Exercise brief
Tally the lines below that contain "ReorderOutcome". The number is the whole answer.
[Source material — start]
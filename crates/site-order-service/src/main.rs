use std::net::SocketAddr;
use std::path::PathBuf;

use anyhow::{anyhow, Result};
use axum::body::Bytes;
use axum::extract::{Path, State};
use axum::http::StatusCode;
use axum::response::{IntoResponse, Response};
use axum::routing::{delete, get, post};
use axum::{Json, Router};
use clap::{Parser, ValueEnum};
use serde::Serialize;
use serde_json::Value;
use site_order_api::{
    order_error, CreateRecordRequest, IntegrityReport, ReindexRequest, ReorderOutcome,
    SiteOrderApi, SwapRequest, API_CONTRACT_VERSION,
};
use site_order_core::{Collection, OrderError, OrderReport, OrderedRecord, RecordId};
use tracing_subscriber::layer::SubscriberExt;
use tracing_subscriber::util::SubscriberInitExt;
use tracing_subscriber::EnvFilter;

const SERVICE_CONTRACT_VERSION: &str = "service.v1";
const OPENAPI_YAML: &str = include_str!("../../../openapi/openapi.yaml");

#[derive(Debug, Clone)]
struct ServiceState {
    api: SiteOrderApi,
}

#[derive(Debug, Clone, Serialize)]
struct ServiceEnvelope<T>
where
    T: Serialize,
{
    service_contract_version: &'static str,
    api_contract_version: &'static str,
    data: T,
}

#[derive(Debug, Clone, Serialize)]
struct SuccessBody {
    success: bool,
}

#[derive(Debug, Clone, Serialize)]
struct ErrorBody {
    error: String,
}

#[derive(Debug, Clone)]
struct ServiceError {
    status: StatusCode,
    error: String,
}

#[derive(Debug, Clone, Serialize)]
struct DeletedRecord {
    collection: Collection,
    deleted: RecordId,
}

#[derive(Debug, Clone, Serialize)]
struct HealthResponse {
    service_contract_version: &'static str,
    status: &'static str,
}

#[derive(Debug, Clone, Copy, PartialEq, Eq, ValueEnum)]
enum LogFormat {
    Text,
    Json,
}

#[derive(Debug, Parser)]
#[command(name = "site-order-service")]
#[command(about = "Local HTTP service for site display-order maintenance")]
struct Args {
    #[arg(long, default_value = "./site_order.sqlite3")]
    db: PathBuf,
    #[arg(long, default_value = "127.0.0.1:4020")]
    bind: SocketAddr,
    #[arg(long, value_enum, default_value_t = LogFormat::Text)]
    log_format: LogFormat,
}

impl IntoResponse for ServiceError {
    fn into_response(self) -> Response {
        (self.status, Json(ErrorBody { error: self.error })).into_response()
    }
}

impl ServiceError {
    fn new(status: StatusCode, message: impl Into<String>) -> Self {
        Self { status, error: message.into() }
    }

    fn invalid(err: OrderError) -> Self {
        Self::new(StatusCode::BAD_REQUEST, err.message())
    }

    /// Map an api failure: invalid requests keep their message, anything else is
    /// logged in full and replaced by `public_message`.
    fn from_api(err: &anyhow::Error, collection: Collection, public_message: String) -> Self {
        match order_error(err) {
            Some(OrderError::InvalidRequest(message)) => {
                Self::new(StatusCode::BAD_REQUEST, message.clone())
            }
            _ => {
                tracing::error!(collection = collection.as_str(), "{public_message}: {err:#}");
                Self::new(StatusCode::INTERNAL_SERVER_ERROR, public_message)
            }
        }
    }

    fn reorder(err: &anyhow::Error, collection: Collection) -> Self {
        Self::from_api(err, collection, format!("Failed to reorder {}", collection.label()))
    }
}

fn envelope<T>(data: T) -> ServiceEnvelope<T>
where
    T: Serialize,
{
    ServiceEnvelope {
        service_contract_version: SERVICE_CONTRACT_VERSION,
        api_contract_version: API_CONTRACT_VERSION,
        data,
    }
}

/// Decode a request body as JSON. Bodies that are empty or not JSON decode to
/// `null`, which every request shape then rejects as missing its fields.
fn parse_body(collection: Collection, bytes: &[u8]) -> Value {
    match serde_json::from_slice(bytes) {
        Ok(value) => value,
        Err(err) => {
            tracing::debug!(
                collection = collection.as_str(),
                bytes = bytes.len(),
                "Request body is not JSON: {err}"
            );
            Value::Null
        }
    }
}

fn parse_collection(raw: &str) -> Result<Collection, ServiceError> {
    Collection::parse(raw).ok_or_else(|| {
        ServiceError::new(StatusCode::NOT_FOUND, format!("unknown collection: {raw}"))
    })
}

/// Run a blocking store call off the async runtime.
async fn run_blocking<T, F>(task: F) -> Result<T>
where
    F: FnOnce() -> Result<T> + Send + 'static,
    T: Send + 'static,
{
    tokio::task::spawn_blocking(task).await.map_err(|err| anyhow!("blocking task failed: {err}"))?
}

fn app(state: ServiceState) -> Router {
    Router::new()
        .route("/v1/health", get(health))
        .route("/v1/openapi", get(openapi))
        .route("/v1/collections/:collection", get(list_records).post(create_record))
        .route("/v1/collections/:collection/reorder", post(reorder))
        .route("/v1/collections/:collection/swap", post(swap))
        .route("/v1/collections/:collection/compact", post(compact))
        .route("/v1/collections/:collection/report", get(order_report))
        .route("/v1/collections/:collection/records/:id", delete(delete_record))
        .route("/v1/integrity", get(integrity_check))
        .with_state(state)
}

fn init_tracing(format: LogFormat) {
    let filter = EnvFilter::try_from_default_env().unwrap_or_else(|_| EnvFilter::new("info"));
    match format {
        LogFormat::Json => tracing_subscriber::registry()
            .with(filter)
            .with(tracing_subscriber::fmt::layer().json())
            .init(),
        LogFormat::Text => {
            tracing_subscriber::registry().with(filter).with(tracing_subscriber::fmt::layer()).init();
        }
    }
}

#[tokio::main]
async fn main() -> Result<()> {
    let args = Args::parse();
    init_tracing(args.log_format);

    let api = SiteOrderApi::new(args.db.clone());
    let migrate_api = api.clone();
    let migrated = run_blocking(move || migrate_api.migrate(false)).await?;
    tracing::info!(
        db = %args.db.display(),
        schema_version = ?migrated.after_version,
        "Database ready"
    );

    let listener = tokio::net::TcpListener::bind(args.bind).await?;
    tracing::info!("Listening on {}", args.bind);
    axum::serve(listener, app(ServiceState { api })).await?;
    Ok(())
}

async fn health() -> Json<HealthResponse> {
    Json(HealthResponse { service_contract_version: SERVICE_CONTRACT_VERSION, status: "ok" })
}

async fn openapi() -> impl IntoResponse {
    (StatusCode::OK, [("content-type", "application/yaml; charset=utf-8")], OPENAPI_YAML)
}

async fn list_records(
    State(state): State<ServiceState>,
    Path(collection): Path<String>,
) -> Result<Json<ServiceEnvelope<Vec<OrderedRecord>>>, ServiceError> {
    let collection = parse_collection(&collection)?;
    let api = state.api;
    let records = run_blocking(move || api.list_records(collection)).await.map_err(|err| {
        ServiceError::from_api(&err, collection, format!("Failed to list {}", collection.label()))
    })?;
    Ok(Json(envelope(records)))
}

async fn create_record(
    State(state): State<ServiceState>,
    Path(collection): Path<String>,
    body: Bytes,
) -> Result<Json<ServiceEnvelope<OrderedRecord>>, ServiceError> {
    let collection = parse_collection(&collection)?;
    let request = serde_json::from_slice::<CreateRecordRequest>(&body)
        .map_err(|_| ServiceError::new(StatusCode::BAD_REQUEST, "title is required"))?;
    let api = state.api;
    let record = run_blocking(move || api.create_record(collection, &request)).await.map_err(
        |err| {
            ServiceError::from_api(
                &err,
                collection,
                format!("Failed to create {} record", collection.label()),
            )
        },
    )?;
    Ok(Json(envelope(record)))
}

async fn reorder(
    State(state): State<ServiceState>,
    Path(collection): Path<String>,
    body: Bytes,
) -> Result<Json<SuccessBody>, ServiceError> {
    let collection = parse_collection(&collection)?;
    let request = ReindexRequest::from_json(&parse_body(collection, &body)).map_err(ServiceError::invalid)?;
    let api = state.api;
    let outcome = run_blocking(move || api.reindex(collection, &request))
        .await
        .map_err(|err| ServiceError::reorder(&err, collection))?;
    tracing::info!(
        collection = collection.as_str(),
        changed = outcome.changed.len(),
        "Reindexed collection"
    );
    Ok(Json(SuccessBody { success: true }))
}

async fn swap(
    State(state): State<ServiceState>,
    Path(collection): Path<String>,
    body: Bytes,
) -> Result<Json<SuccessBody>, ServiceError> {
    let collection = parse_collection(&collection)?;
    let request = SwapRequest::from_json(&parse_body(collection, &body)).map_err(ServiceError::invalid)?;
    let api = state.api;
    let outcome = run_blocking(move || api.swap(collection, request))
        .await
        .map_err(|err| ServiceError::reorder(&err, collection))?;
    tracing::info!(
        collection = collection.as_str(),
        id1 = request.id1.get(),
        id2 = request.id2.get(),
        changed = outcome.changed.len(),
        "Swapped ranks"
    );
    Ok(Json(SuccessBody { success: true }))
}

async fn delete_record(
    State(state): State<ServiceState>,
    Path((collection, id)): Path<(String, String)>,
) -> Result<Json<ServiceEnvelope<DeletedRecord>>, ServiceError> {
    let collection = parse_collection(&collection)?;
    let id = id.parse::<RecordId>().map_err(ServiceError::invalid)?;
    let api = state.api;
    let deleted = run_blocking(move || api.delete_record(collection, id)).await.map_err(|err| {
        ServiceError::from_api(
            &err,
            collection,
            format!("Failed to delete {} record", collection.label()),
        )
    })?;
    if !deleted {
        return Err(ServiceError::new(
            StatusCode::NOT_FOUND,
            format!("{} record {id} not found", collection.label()),
        ));
    }
    tracing::info!(collection = collection.as_str(), id = id.get(), "Deleted record");
    Ok(Json(envelope(DeletedRecord { collection, deleted: id })))
}

async fn compact(
    State(state): State<ServiceState>,
    Path(collection): Path<String>,
) -> Result<Json<ServiceEnvelope<ReorderOutcome>>, ServiceError> {
    let collection = parse_collection(&collection)?;
    let api = state.api;
    let outcome = run_blocking(move || api.compact(collection))
        .await
        .map_err(|err| ServiceError::reorder(&err, collection))?;
    tracing::info!(
        collection = collection.as_str(),
        changed = outcome.changed.len(),
        "Compacted collection"
    );
    Ok(Json(envelope(outcome)))
}

async fn order_report(
    State(state): State<ServiceState>,
    Path(collection): Path<String>,
) -> Result<Json<ServiceEnvelope<OrderReport>>, ServiceError> {
    let collection = parse_collection(&collection)?;
    let api = state.api;
    let report = run_blocking(move || api.order_report(collection)).await.map_err(|err| {
        ServiceError::from_api(&err, collection, format!("Failed to check {}", collection.label()))
    })?;
    Ok(Json(envelope(report)))
}

async fn integrity_check(
    State(state): State<ServiceState>,
) -> Result<Json<ServiceEnvelope<IntegrityReport>>, ServiceError> {
    let api = state.api;
    let report = run_blocking(move || api.integrity_check()).await.map_err(|err| {
        tracing::error!("Integrity check failed: {err:#}");
        ServiceError::new(StatusCode::INTERNAL_SERVER_ERROR, "Failed to check integrity")
    })?;
    Ok(Json(envelope(report)))
}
[Source material — finish]
Response box
2